Purpose: The aims of this study were to describe a learning-oriented, team-based, safety leadership training program composed of reinforcing exercises and to provide evidence confirming the need for such training and demonstrating behavior change among management groups after training.

Methods: Twelve groups of managers from an academic medical center based in the Northeast United States were randomly selected to participate in the program and exposed to its customized, experience-based, integrated, multimodal curriculum. We extracted data from transcripts of four training sessions over 15 months with groups of managers about the need for the training in these groups and change in participants' awareness, professional behaviors, and group activity.

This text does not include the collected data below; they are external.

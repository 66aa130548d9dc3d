mod common;

use common::{at, hit, TestHarness};
use tubedigest::workers::{CycleReport, WorkerKind};
use tubedigest_common::Stage;
use tubedigest_db::models::NewContent;
use tubedigest_db::pool::get_conn;
use tubedigest_db::queries::contents;

#[tokio::test]
async fn repeated_cycles_store_each_video_once() {
    let h = TestHarness::new();
    h.add_channel("UC1", None);
    h.metadata
        .add_upload("UC1", hit("v1", "First", at(1, 10)), "PT31M");
    h.metadata
        .add_upload("UC1", hit("v2", "Second", at(2, 10)), "PT2H");

    let first = h.run(WorkerKind::Discovery).await.unwrap();
    let second = h.run(WorkerKind::Discovery).await.unwrap();

    assert_eq!(
        first,
        CycleReport {
            selected: 1,
            completed: 1,
            skipped: 0,
            failed: 0
        }
    );
    assert_eq!(second.completed, 1);

    let stored = h.all_contents();
    assert_eq!(stored.len(), 2);
    assert!(stored.iter().all(|c| c.stage == Stage::Discovered));
    assert_eq!(h.channel("UC1").last_published_at, Some(at(2, 10)));
}

#[tokio::test]
async fn exactly_thirty_minutes_is_not_long_enough() {
    let h = TestHarness::new();
    h.add_channel("UC1", None);
    h.metadata
        .add_upload("UC1", hit("edge", "Edge", at(1, 10)), "PT30M");
    h.metadata
        .add_upload("UC1", hit("over", "Over", at(1, 11)), "PT30M1S");

    h.run(WorkerKind::Discovery).await.unwrap();

    assert!(h.content("edge").is_none());
    assert!(h.content("over").is_some());
    assert_eq!(h.channel("UC1").last_published_at, Some(at(1, 11)));
}

#[tokio::test]
async fn watermark_never_moves_backward() {
    let h = TestHarness::new();
    h.add_channel("UC1", None);
    h.metadata
        .add_upload("UC1", hit("new", "New", at(5, 10)), "PT1H");
    h.run(WorkerKind::Discovery).await.unwrap();

    // A late, older item committed directly must not pull the watermark back.
    let conn = get_conn(&h.db).unwrap();
    let commit = contents::commit_discovery(
        &conn,
        "UC1",
        &[NewContent {
            video_id: "old".into(),
            title: "Old".into(),
            length: std::time::Duration::from_secs(3600),
            published_at: at(1, 10),
        }],
    )
    .unwrap();
    drop(conn);

    assert_eq!(commit.inserted, 1);
    assert_eq!(commit.watermark, Some(at(5, 10)));
    assert_eq!(h.channel("UC1").last_published_at, Some(at(5, 10)));
}

#[tokio::test]
async fn keyword_filter_limits_titles() {
    let h = TestHarness::new();
    h.add_channel("UC1", Some("interview; debate"));
    h.metadata
        .add_upload("UC1", hit("i", "Long INTERVIEW with a guest", at(1, 10)), "PT1H");
    h.metadata
        .add_upload("UC1", hit("m", "Music marathon", at(1, 11)), "PT3H");

    h.run(WorkerKind::Discovery).await.unwrap();

    assert!(h.content("i").is_some());
    assert!(h.content("m").is_none());
    assert_eq!(h.channel("UC1").last_published_at, Some(at(1, 10)));
}

#[tokio::test]
async fn inactive_channels_are_not_searched() {
    let h = TestHarness::new();
    h.add_channel("UC1", None);
    {
        let conn = get_conn(&h.db).unwrap();
        tubedigest_db::queries::channels::update_channel(&conn, "UC1", "Paused", 0, None)
            .unwrap();
    }
    h.metadata
        .add_upload("UC1", hit("v1", "First", at(1, 10)), "PT1H");

    let report = h.run(WorkerKind::Discovery).await.unwrap();

    assert_eq!(report.selected, 0);
    assert!(h.metadata.searches.lock().unwrap().is_empty());
    assert!(h.all_contents().is_empty());
}

#[tokio::test]
async fn failing_channel_does_not_block_others() {
    let h = TestHarness::new();
    h.add_channel("UCa", None);
    h.add_channel("UCb", None);
    *h.metadata.fail_search.lock().unwrap() = Some("UCa".into());
    h.metadata
        .add_upload("UCa", hit("a1", "A", at(1, 10)), "PT1H");
    h.metadata
        .add_upload("UCb", hit("b1", "B", at(1, 10)), "PT1H");

    let report = h.run(WorkerKind::Discovery).await.unwrap();

    assert_eq!(report.failed, 1);
    assert_eq!(report.completed, 1);
    assert!(h.content("a1").is_none());
    assert!(h.content("b1").is_some());
    assert_eq!(h.channel("UCa").last_published_at, None);
}

#[tokio::test]
async fn malformed_duration_skips_the_channel_for_the_cycle() {
    let h = TestHarness::new();
    h.add_channel("UC1", None);
    h.metadata
        .add_upload("UC1", hit("ok", "Fine", at(1, 10)), "PT1H");
    h.metadata
        .add_upload("UC1", hit("bad", "Broken", at(1, 11)), "P1D");

    let report = h.run(WorkerKind::Discovery).await.unwrap();

    assert_eq!(report.failed, 1);
    assert!(h.all_contents().is_empty());
    assert_eq!(h.channel("UC1").last_published_at, None);
}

Findings: Training transcripts confirmed the need for safety leadership team training and provided evidence of the potential for training to increase targeted behaviors. The training increased awareness and use of leadership behaviors among many managers and led to new routines and coordinated effort among most management groups. Enhanced learning-oriented leadership often helped promote a learning orientation in managers' work areas.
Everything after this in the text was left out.